Guiding Generative Storytelling with Knowledge Graphs
Zhijun Pan, Antonios Andronis, Eva Hayek, Oscar AP Wilkinson, Ilya Lasy, Annette Parry, Guy Gadney, Tim J. Smith, and Mick Grierson

TL;DR
This paper explores how knowledge graphs can enhance large language model storytelling by improving narrative coherence and user control, demonstrated through a two-stage user study with positive engagement and specific narrative improvements.
Contribution
It introduces a KG-assisted storytelling pipeline that integrates editable knowledge graphs with LLMs, focusing on long-form narrative quality and user-driven modifications.
Findings
Improved action-oriented, structurally explicit narratives
Participants felt a strong sense of control and engagement
No significant improvement for introspective stories
Abstract
Large language models (LLMs) have shown great potential in story generation, but challenges remain in maintaining long-form coherence and effective, user-friendly control.

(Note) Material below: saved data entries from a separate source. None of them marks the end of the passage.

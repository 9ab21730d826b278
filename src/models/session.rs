//! Workshop sessions, participants, and scanned responses.

use chrono::{DateTime, Utc};
use serde::{Deserialize, Serialize};
use uuid::Uuid;

use crate::clock::Clock;
use crate::models::card::Card;

/// Lifecycle state of a workshop session.
#[derive(Debug, Clone, Copy, PartialEq, Eq, Serialize, Deserialize, Default)]
#[serde(rename_all = "lowercase")]
pub enum SessionStatus {
    /// Being prepared, cards not yet handed out
    #[default]
    Draft,
    /// Workshop running, responses being collected
    Active,
    /// Workshop finished
    Completed,
}

/// One workshop run: a card template, its participants, and the responses
/// scanned from printed cards.
///
/// A session owns its responses; responses cannot outlive or move between
/// sessions.
#[derive(Debug, Clone, PartialEq, Serialize, Deserialize)]
#[serde(rename_all = "camelCase")]
pub struct WorkshopSession {
    /// Opaque unique identifier
    pub id: String,
    /// Display name
    pub name: String,
    /// Long description
    pub description: String,
    /// Card snapshot used for this session
    pub card_template: Card,
    /// Ordered participant roster
    pub participants: Vec<Participant>,
    /// Ordered scanned responses
    pub responses: Vec<ParticipantResponse>,
    /// Lifecycle state
    pub status: SessionStatus,
    /// Creation timestamp
    pub created_at: DateTime<Utc>,
    /// Last-update timestamp
    pub updated_at: DateTime<Utc>,
}

/// Fields the caller provides when creating a session.
#[derive(Debug, Clone)]
pub struct NewSession {
    /// Display name
    pub name: String,
    /// Long description
    pub description: String,
    /// Card snapshot used for this session
    pub card_template: Card,
    /// Initial lifecycle state
    pub status: SessionStatus,
}

impl WorkshopSession {
    /// Materializes a new session with an empty roster and no responses.
    #[must_use]
    pub fn create(new: NewSession, clock: &dyn Clock) -> Self {
        let now = clock.now();
        Self {
            id: Uuid::new_v4().to_string(),
            name: new.name,
            description: new.description,
            card_template: new.card_template,
            participants: Vec::new(),
            responses: Vec::new(),
            status: new.status,
            created_at: now,
            updated_at: now,
        }
    }
}

/// Partial update for a stored session. `None` fields are left as they are.
#[derive(Debug, Clone, Default)]
pub struct SessionUpdate {
    /// New display name, if changing
    pub name: Option<String>,
    /// New description, if changing
    pub description: Option<String>,
    /// Replacement card snapshot, if changing
    pub card_template: Option<Card>,
    /// New lifecycle state, if changing
    pub status: Option<SessionStatus>,
}

impl WorkshopSession {
    /// Applies a partial update and refreshes `updated_at`.
    pub fn apply(&mut self, update: SessionUpdate, clock: &dyn Clock) {
        if let Some(name) = update.name {
            self.name = name;
        }
        if let Some(description) = update.description {
            self.description = description;
        }
        if let Some(card_template) = update.card_template {
            self.card_template = card_template;
        }
        if let Some(status) = update.status {
            self.status = status;
        }
        self.updated_at = clock.now();
    }
}

/// Someone attending a workshop session.
#[derive(Debug, Clone, PartialEq, Serialize, Deserialize)]
#[serde(rename_all = "camelCase")]
pub struct Participant {
    /// Opaque unique identifier
    pub id: String,
    /// Display name
    pub name: String,
    /// Optional contact address
    pub email: Option<String>,
    /// When the participant joined the session
    pub joined_at: DateTime<Utc>,
}

impl Participant {
    /// Creates a participant joining now.
    #[must_use]
    pub fn new(name: impl Into<String>, email: Option<String>, clock: &dyn Clock) -> Self {
        Self {
            id: Uuid::new_v4().to_string(),
            name: name.into(),
            email,
            joined_at: clock.now(),
        }
    }
}

/// One scanned card's worth of participant input.
#[derive(Debug, Clone, PartialEq, Serialize, Deserialize)]
#[serde(rename_all = "camelCase")]
pub struct ParticipantResponse {
    /// Opaque unique identifier
    pub id: String,
    /// Submitting participant
    pub participant_id: String,
    /// Owning session
    pub session_id: String,
    /// Card the response was scanned from
    pub card_id: String,
    /// Per-element scanned values
    pub element_responses: Vec<ElementResponse>,
    /// When the card was scanned
    pub scanned_at: DateTime<Utc>,
    /// When detection finished processing, if it has
    pub processed_at: Option<DateTime<Utc>>,
}

/// Fields the external detector provides for a response; id and `scanned_at`
/// are assigned by the store.
#[derive(Debug, Clone)]
pub struct NewResponse {
    /// Submitting participant
    pub participant_id: String,
    /// Owning session
    pub session_id: String,
    /// Card the response was scanned from
    pub card_id: String,
    /// Per-element scanned values
    pub element_responses: Vec<ElementResponse>,
    /// When detection finished processing, if it has
    pub processed_at: Option<DateTime<Utc>>,
}

/// Scanned value for one element of the card.
#[derive(Debug, Clone, PartialEq, Serialize, Deserialize)]
#[serde(rename_all = "camelCase")]
pub struct ElementResponse {
    /// Element the value belongs to
    pub element_id: String,
    /// Element type as reported by the detector
    pub element_type: String,
    /// Value printed on the card before the participant wrote on it
    pub original_value: String,
    /// Raw detected text, if any
    pub scanned_value: Option<String>,
    /// Cleaned-up value, if post-processing ran
    pub processed_value: Option<String>,
    /// Detector confidence in `[0, 1]`; absent when not computed
    pub confidence: Option<f64>,
}

#[cfg(test)]
mod tests {
    use super::*;
    use crate::clock::FixedClock;

    #[test]
    fn test_create_session_starts_empty() {
        let clock = FixedClock::at("2024-03-01T12:00:00Z");
        let session = WorkshopSession::create(
            NewSession {
                name: "Retro".to_string(),
                description: String::new(),
                card_template: Card::new("Card", &clock),
                status: SessionStatus::Draft,
            },
            &clock,
        );
        assert!(session.participants.is_empty());
        assert!(session.responses.is_empty());
        assert_eq!(session.status, SessionStatus::Draft);
    }

    #[test]
    fn test_status_serializes_lowercase() {
        let json = serde_json::to_value(SessionStatus::Active).unwrap();
        assert_eq!(json, "active");
        let back: SessionStatus = serde_json::from_value(json).unwrap();
        assert_eq!(back, SessionStatus::Active);
    }

    #[test]
    fn test_apply_updates_status_only() {
        let created = FixedClock::at("2024-03-01T12:00:00Z");
        let later = FixedClock::at("2024-03-05T12:00:00Z");
        let mut session = WorkshopSession::create(
            NewSession {
                name: "Retro".to_string(),
                description: "spring".to_string(),
                card_template: Card::new("Card", &created),
                status: SessionStatus::Draft,
            },
            &created,
        );

        session.apply(
            SessionUpdate {
                status: Some(SessionStatus::Active),
                ..SessionUpdate::default()
            },
            &later,
        );

        assert_eq!(session.status, SessionStatus::Active);
        assert_eq!(session.description, "spring");
        assert_eq!(session.updated_at, later.now());
    }
}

Retrieval-augmented generation (RAG) has proven effective in reducing hallucinations in text generation; while knowledge-graph (KG)-driven storytelling has been explored in prior work, this work focuses on KG-assisted long-form generation and an editable KG coupled with LLM generation in a two-stage user study. This work investigates how KGs can enhance LLM-based storytelling by improving narrative quality and enabling user-driven modifications. We propose a KG-assisted storytelling pipeline and evaluate it in a user study with 15 participants. Participants created prompts, generated stories, and edited KGs to shape their narratives. Quantitative and qualitative analysis finds improvements concentrated in…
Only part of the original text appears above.